Going micro in CKD-related cachexia

Abstract

Muscle wasting in chronic kidney diseases (CKDs), sometimes referred to as protein energy wasting or cachexia, has been widely studied, yet much remains to be understood about the underlying pathophysiology. CKD-related changes in cell signaling disrupt proteostasis by activating muscle proteolysis [e.g. ubiquitin–proteasome system (UPS), autophagy and caspase-3] and negatively impacting protein synthesis and muscle regeneration. Muscle mass is controlled by a variety of signaling pathways, the most prominent being the insulin-GF-1)/Phosphatidylinositide 3-kinase (PI3K)/Protein Kinase B (Akt) pathway, which provides a point of intersection for protein synthesis, protein degradation and myogenesis. Akt phosphorylates and activates mTOR, which in turn stimulates key components of the protein synthesis and myoblast differentiation machineries.

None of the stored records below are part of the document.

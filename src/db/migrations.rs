//! Forward-only schema migration framework.
//!
//! Tracks the schema version in `schema_meta` and runs sequential migrations
//! to bring the database up to [`CURRENT_SCHEMA_VERSION`].

use rusqlite::Connection;

/// The schema version that the current binary expects.
pub const CURRENT_SCHEMA_VERSION: u32 = 2;

/// Get the current schema version from the database.
pub fn get_schema_version(conn: &Connection) -> rusqlite::Result<u32> {
    conn.query_row(
        "SELECT value FROM schema_meta WHERE key = 'schema_version'",
        [],
        |row| {
            let val: String = row.get(0)?;
            Ok(val.parse::<u32>().unwrap_or(0))
        },
    )
}

/// Update the stored schema version.
fn update_schema_version(conn: &Connection, version: u32) -> rusqlite::Result<()> {
    conn.execute(
        "UPDATE schema_meta SET value = ?1 WHERE key = 'schema_version'",
        [version.to_string()],
    )?;
    Ok(())
}

/// Run any pending forward-only migrations.
pub fn run_migrations(conn: &Connection) -> rusqlite::Result<()> {
    let mut version = get_schema_version(conn)?;
    tracing::debug!(schema_version = version, target = CURRENT_SCHEMA_VERSION, "checking migrations");

    while version < CURRENT_SCHEMA_VERSION {
        let next = version + 1;
        tracing::info!(from = version, to = next, "running migration");

        match next {
            2 => migrate_v1_to_v2(conn)?,
            _ => {
                tracing::error!(version = next, "unknown migration target");
                break;
            }
        }

        update_schema_version(conn, next)?;
        version = next;
    }

    Ok(())
}

/// Migration v1 → v2: add streak counters to profiles.
///
/// Pre-v2 databases tracked only lifetime XP and level; streaks were computed
/// ad hoc on the read paths. v2 makes the canonical counters part of the
/// profile row.
fn migrate_v1_to_v2(conn: &Connection) -> rusqlite::Result<()> {
    if !column_exists(conn, "profiles", "current_streak")? {
        conn.execute(
            "ALTER TABLE profiles ADD COLUMN current_streak INTEGER NOT NULL DEFAULT 0",
            [],
        )?;
    }
    if !column_exists(conn, "profiles", "longest_streak")? {
        conn.execute(
            "ALTER TABLE profiles ADD COLUMN longest_streak INTEGER NOT NULL DEFAULT 0",
            [],
        )?;
    }
    Ok(())
}

/// Check whether a column exists on a table via PRAGMA table_info.
fn column_exists(conn: &Connection, table: &str, column: &str) -> rusqlite::Result<bool> {
    let mut stmt = conn.prepare(&format!("PRAGMA table_info({table})"))?;
    let names: Vec<String> = stmt
        .query_map([], |row| row.get::<_, String>(1))?
        .collect::<Result<Vec<_>, _>>()?;
    Ok(names.iter().any(|n| n == column))
}
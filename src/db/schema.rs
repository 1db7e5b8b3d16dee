//! SQL DDL for all questlog tables.
//!
//! Defines the `quests`, `quest_completions`, `daily_logs`, `profiles`,
//! `activity_log`, `notifications`, and `schema_meta` tables. All DDL uses
//! `IF NOT EXISTS` for idempotent initialization.

use rusqlite::Connection;

/// All schema DDL statements for questlog's core tables.
///
/// `quest_completions.quest_id` deliberately carries no foreign key: each
/// completion snapshots `xp_earned` at record time, and deleting a quest must
/// never alter historical totals.
const SCHEMA_SQL: &str = r#"
-- Quest catalog: global quests (user_id NULL) plus per-user custom quests
CREATE TABLE IF NOT EXISTS quests (
    id TEXT PRIMARY KEY,
    name TEXT NOT NULL,
    xp_value INTEGER NOT NULL,
    category TEXT NOT NULL DEFAULT 'general',
    description TEXT,
    icon TEXT,
    sort_order INTEGER NOT NULL DEFAULT 100,
    user_id TEXT,
    created_at TEXT NOT NULL
);

CREATE INDEX IF NOT EXISTS idx_quests_user ON quests(user_id);
CREATE INDEX IF NOT EXISTS idx_quests_sort ON quests(sort_order);

-- Completion ledger: source of truth for XP earned per event
CREATE TABLE IF NOT EXISTS quest_completions (
    id TEXT PRIMARY KEY,
    user_id TEXT NOT NULL,
    quest_id TEXT NOT NULL,
    completion_date TEXT NOT NULL,
    xp_earned INTEGER NOT NULL,
    completed_at TEXT NOT NULL
);

CREATE INDEX IF NOT EXISTS idx_completions_user_date ON quest_completions(user_id, completion_date);
CREATE INDEX IF NOT EXISTS idx_completions_quest ON quest_completions(quest_id);

-- Cached per-day aggregate, maintained in lockstep with the ledger
CREATE TABLE IF NOT EXISTS daily_logs (
    id TEXT PRIMARY KEY,
    user_id TEXT NOT NULL,
    log_date TEXT NOT NULL,
    total_xp INTEGER NOT NULL DEFAULT 0,
    quests_completed INTEGER NOT NULL DEFAULT 0,
    UNIQUE(user_id, log_date)
);

CREATE INDEX IF NOT EXISTS idx_daily_logs_date ON daily_logs(log_date);

-- Per-user lifetime totals
CREATE TABLE IF NOT EXISTS profiles (
    id TEXT PRIMARY KEY,
    username TEXT NOT NULL,
    total_xp INTEGER NOT NULL DEFAULT 0,
    level INTEGER NOT NULL DEFAULT 1,
    last_active_date TEXT,
    created_at TEXT NOT NULL
);

-- Audit trail of ledger mutations
CREATE TABLE IF NOT EXISTS activity_log (
    id INTEGER PRIMARY KEY AUTOINCREMENT,
    user_id TEXT NOT NULL,
    action_type TEXT NOT NULL,
    action_details TEXT,
    xp_change INTEGER NOT NULL DEFAULT 0,
    created_at TEXT NOT NULL
);

CREATE INDEX IF NOT EXISTS idx_activity_user ON activity_log(user_id);

-- Generated email content, picked up by an external dispatcher
CREATE TABLE IF NOT EXISTS notifications (
    id TEXT PRIMARY KEY,
    user_id TEXT NOT NULL,
    notification_type TEXT NOT NULL,
    subject TEXT NOT NULL,
    body TEXT NOT NULL,
    status TEXT NOT NULL DEFAULT 'pending',
    scheduled_for TEXT,
    created_at TEXT NOT NULL
);

-- Schema metadata
CREATE TABLE IF NOT EXISTS schema_meta (
    key TEXT PRIMARY KEY,
    value TEXT NOT NULL
);
"#;

/// Initialize all schema tables. Idempotent (uses IF NOT EXISTS).
pub fn init_schema(conn: &Connection) -> rusqlite::Result<()> {
    conn.execute_batch(SCHEMA_SQL)?;

    // Set initial schema version if not already present
    conn.execute(
        "INSERT OR IGNORE INTO schema_meta (key, value) VALUES ('schema_version', '1')",
        [],
    )?;

    Ok(())
}
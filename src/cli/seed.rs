use anyhow::Result;

use crate::config::QuestlogConfig;
use crate::ledger::quests::seed_quests;

/// Seed the global quest catalog.
pub fn seed(config: &QuestlogConfig) -> Result<()> {
    let db_path = config.resolved_db_path();
    let conn = crate::db::open_database(&db_path)?;

    let inserted = seed_quests(&conn)?;
    if inserted > 0 {
        println!("Seeded {inserted} quests.");
    } else {
        println!("Catalog already seeded; nothing to do.");
    }
    Ok(())
}
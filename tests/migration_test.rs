mod helpers;

use questlog::db::{migrations, schema};
use rusqlite::{params, Connection};

fn v1_db() -> Connection {
    let conn = Connection::open_in_memory().unwrap();
    conn.pragma_update(None, "foreign_keys", "ON").unwrap();
    schema::init_schema(&conn).unwrap();
    conn
}

#[test]
fn fresh_db_migrates_to_current_version() {
    let conn = v1_db();
    assert_eq!(migrations::get_schema_version(&conn).unwrap(), 1);

    migrations::run_migrations(&conn).unwrap();
    assert_eq!(
        migrations::get_schema_version(&conn).unwrap(),
        migrations::CURRENT_SCHEMA_VERSION
    );
}

#[test]
fn v2_backfills_streak_columns_on_existing_profiles() {
    let conn = v1_db();

    // A profile created before the streak counters existed
    conn.execute(
        "INSERT INTO profiles (id, username, total_xp, level, created_at) \
         VALUES ('u1', 'veteran', 1200, 3, '2024-06-01T00:00:00Z')",
        params![],
    )
    .unwrap();

    migrations::run_migrations(&conn).unwrap();

    let (current, longest): (i64, i64) = conn
        .query_row(
            "SELECT current_streak, longest_streak FROM profiles WHERE id = 'u1'",
            [],
            |row| Ok((row.get(0)?, row.get(1)?)),
        )
        .unwrap();
    assert_eq!(current, 0);
    assert_eq!(longest, 0);

    // Pre-existing data is untouched
    let total: i64 = conn
        .query_row("SELECT total_xp FROM profiles WHERE id = 'u1'", [], |row| {
            row.get(0)
        })
        .unwrap();
    assert_eq!(total, 1200);
}

#[test]
fn migrations_are_idempotent() {
    let conn = v1_db();
    migrations::run_migrations(&conn).unwrap();
    migrations::run_migrations(&conn).unwrap();
    assert_eq!(
        migrations::get_schema_version(&conn).unwrap(),
        migrations::CURRENT_SCHEMA_VERSION
    );
}

#[test]
fn migrated_db_supports_the_full_write_path() {
    let mut conn = helpers::test_db();
    let quest = helpers::make_quest(&conn, "Workout", 75);
    helpers::complete(&mut conn, &quest, "2025-01-15");

    let streak: i64 = conn
        .query_row(
            "SELECT current_streak FROM profiles WHERE id = 'u1'",
            [],
            |row| row.get(0),
        )
        .unwrap();
    assert_eq!(streak, 1);
}
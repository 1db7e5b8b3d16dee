//! Core ledger type definitions.
//!
//! Defines [`Quest`] (a habit with an XP value), [`QuestCompletion`] (the
//! ledger record that a quest was done on a date), [`DailyLog`] (the cached
//! per-day aggregate), and [`Profile`] (per-user lifetime totals).

use chrono::NaiveDate;
use rusqlite::Row;
use serde::{Deserialize, Serialize};

/// Whether the same quest may be completed more than once on the same day.
#[derive(Debug, Clone, Copy, PartialEq, Eq, Serialize, Deserialize)]
#[serde(rename_all = "kebab-case")]
pub enum RepeatPolicy {
    /// No uniqueness enforced; every toggle-on appends a ledger record.
    Repeatable,
    /// At most one completion per (user, quest, date).
    OncePerDay,
}

impl RepeatPolicy {
    pub fn as_str(&self) -> &'static str {
        match self {
            Self::Repeatable => "repeatable",
            Self::OncePerDay => "once-per-day",
        }
    }
}

impl std::fmt::Display for RepeatPolicy {
    fn fmt(&self, f: &mut std::fmt::Formatter<'_>) -> std::fmt::Result {
        f.write_str(self.as_str())
    }
}

impl std::str::FromStr for RepeatPolicy {
    type Err = String;

    fn from_str(s: &str) -> Result<Self, Self::Err> {
        match s {
            "repeatable" => Ok(Self::Repeatable),
            "once-per-day" => Ok(Self::OncePerDay),
            _ => Err(format!("unknown completion policy: {s}")),
        }
    }
}

/// A quest definition. `xp_value` is signed: positive quests reward,
/// negative ones penalize, zero-value quests are logged-only.
#[derive(Debug, Clone, Serialize, Deserialize)]
pub struct Quest {
    /// UUID v7 (time-sortable) primary key.
    pub id: String,
    pub name: String,
    pub xp_value: i64,
    pub category: String,
    pub description: Option<String>,
    pub icon: Option<String>,
    /// Display position; custom quests append after the owner's current max.
    pub sort_order: i64,
    /// Owning user for custom quests; `None` for the global catalog.
    pub user_id: Option<String>,
    /// ISO 8601 creation timestamp.
    pub created_at: String,
}

/// Fields accepted when creating a quest.
#[derive(Debug, Clone, Default, Deserialize)]
pub struct NewQuest {
    pub name: String,
    pub xp_value: Option<i64>,
    pub category: Option<String>,
    pub description: Option<String>,
    pub icon: Option<String>,
    pub sort_order: Option<i64>,
}

/// Partial update for an existing quest. Value changes never rewrite
/// historical completions — those carry their own `xp_earned` snapshot.
#[derive(Debug, Clone, Default, Deserialize)]
pub struct QuestUpdate {
    pub name: Option<String>,
    pub xp_value: Option<i64>,
    pub category: Option<String>,
    pub description: Option<String>,
    pub icon: Option<String>,
    pub sort_order: Option<i64>,
}

/// A ledger record: this quest was completed on this date.
///
/// `xp_earned` is a snapshot of the quest's value at record time, never a
/// live reference.
#[derive(Debug, Clone, Serialize, Deserialize)]
pub struct QuestCompletion {
    pub id: String,
    pub user_id: String,
    pub quest_id: String,
    pub completion_date: NaiveDate,
    pub xp_earned: i64,
    /// ISO 8601 timestamp of the toggle itself.
    pub completed_at: String,
}

/// The cached per-(user, date) aggregate.
#[derive(Debug, Clone, Serialize, Deserialize)]
pub struct DailyLog {
    pub id: String,
    pub user_id: String,
    pub log_date: NaiveDate,
    /// Signed sum of the day's `xp_earned` values, clamped at 0.
    pub total_xp: i64,
    /// Count of the day's positive-XP completions, clamped at 0.
    pub quests_completed: i64,
}

/// Per-user lifetime totals, updated on every completion toggle.
#[derive(Debug, Clone, Serialize, Deserialize)]
pub struct Profile {
    pub id: String,
    pub username: String,
    pub total_xp: i64,
    pub level: i64,
    pub current_streak: i64,
    pub longest_streak: i64,
    pub last_active_date: Option<NaiveDate>,
    pub created_at: String,
}

/// Parse a `YYYY-MM-DD` column value into a [`NaiveDate`].
pub(crate) fn date_from_sql(idx: usize, raw: String) -> rusqlite::Result<NaiveDate> {
    raw.parse().map_err(|e| {
        rusqlite::Error::FromSqlConversionFailure(idx, rusqlite::types::Type::Text, Box::new(e))
    })
}

impl QuestCompletion {
    /// Map a `SELECT id, user_id, quest_id, completion_date, xp_earned,
    /// completed_at` row.
    pub(crate) fn from_row(row: &Row<'_>) -> rusqlite::Result<Self> {
        Ok(Self {
            id: row.get(0)?,
            user_id: row.get(1)?,
            quest_id: row.get(2)?,
            completion_date: date_from_sql(3, row.get(3)?)?,
            xp_earned: row.get(4)?,
            completed_at: row.get(5)?,
        })
    }
}

impl DailyLog {
    /// Map a `SELECT id, user_id, log_date, total_xp, quests_completed` row.
    pub(crate) fn from_row(row: &Row<'_>) -> rusqlite::Result<Self> {
        Ok(Self {
            id: row.get(0)?,
            user_id: row.get(1)?,
            log_date: date_from_sql(2, row.get(2)?)?,
            total_xp: row.get(3)?,
            quests_completed: row.get(4)?,
        })
    }
}

impl Quest {
    /// Map a `SELECT id, name, xp_value, category, description, icon,
    /// sort_order, user_id, created_at` row.
    pub(crate) fn from_row(row: &Row<'_>) -> rusqlite::Result<Self> {
        Ok(Self {
            id: row.get(0)?,
            name: row.get(1)?,
            xp_value: row.get(2)?,
            category: row.get(3)?,
            description: row.get(4)?,
            icon: row.get(5)?,
            sort_order: row.get(6)?,
            user_id: row.get(7)?,
            created_at: row.get(8)?,
        })
    }
}

impl Profile {
    /// Map a `SELECT id, username, total_xp, level, current_streak,
    /// longest_streak, last_active_date, created_at` row.
    pub(crate) fn from_row(row: &Row<'_>) -> rusqlite::Result<Self> {
        let last_active: Option<String> = row.get(6)?;
        Ok(Self {
            id: row.get(0)?,
            username: row.get(1)?,
            total_xp: row.get(2)?,
            level: row.get(3)?,
            current_streak: row.get(4)?,
            longest_streak: row.get(5)?,
            last_active_date: last_active.map(|d| date_from_sql(6, d)).transpose()?,
            created_at: row.get(7)?,
        })
    }
}
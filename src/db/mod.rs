pub mod migrations;
pub mod schema;

use anyhow::{Context, Result};
use rusqlite::Connection;
use std::path::Path;

/// Open (or create) the questlog database at the given path, with schema
/// initialized and migrations applied.
pub fn open_database(path: impl AsRef<Path>) -> Result<Connection> {
    let path = path.as_ref();

    // Ensure parent directory exists
    if let Some(parent) = path.parent() {
        std::fs::create_dir_all(parent)
            .with_context(|| format!("failed to create directory {}", parent.display()))?;
    }

    let conn = Connection::open(path)
        .with_context(|| format!("failed to open database at {}", path.display()))?;

    // Enable WAL mode for better concurrent read performance
    conn.pragma_update(None, "journal_mode", "WAL")?;
    // Enable foreign keys
    conn.pragma_update(None, "foreign_keys", "ON")?;

    schema::init_schema(&conn).context("failed to initialize schema")?;
    migrations::run_migrations(&conn).context("failed to run migrations")?;

    tracing::info!(path = %path.display(), "database initialized");
    Ok(conn)
}

/// Open an in-memory database for testing.
#[cfg(test)]
pub fn open_memory_database() -> Result<Connection> {
    let conn = Connection::open_in_memory().context("failed to open in-memory database")?;
    conn.pragma_update(None, "foreign_keys", "ON")?;
    schema::init_schema(&conn).context("failed to initialize schema")?;
    migrations::run_migrations(&conn).context("failed to run migrations")?;
    Ok(conn)
}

In contrast, Akt phosphorylates and inhibits the Forkhead box class O (FOXO) transcription factors, which increase the expression of several atrophy-inducing proteins including atrogin-1/MAFbx and Muscle RING finger 1 (MURF1) [ 1]. Other important signaling pathways include the Janus kinase/signal transducers and activators of transcription (JAK/STAT) and Activin receptor-IIB (ActRIIB)/SMAD pathways, which mediate the effects of cytokines [e.g. interleukin-6 (IL-6)] and the muscle-specific autocrine factor, myostatin (also called GDF-8), respectively [ 2].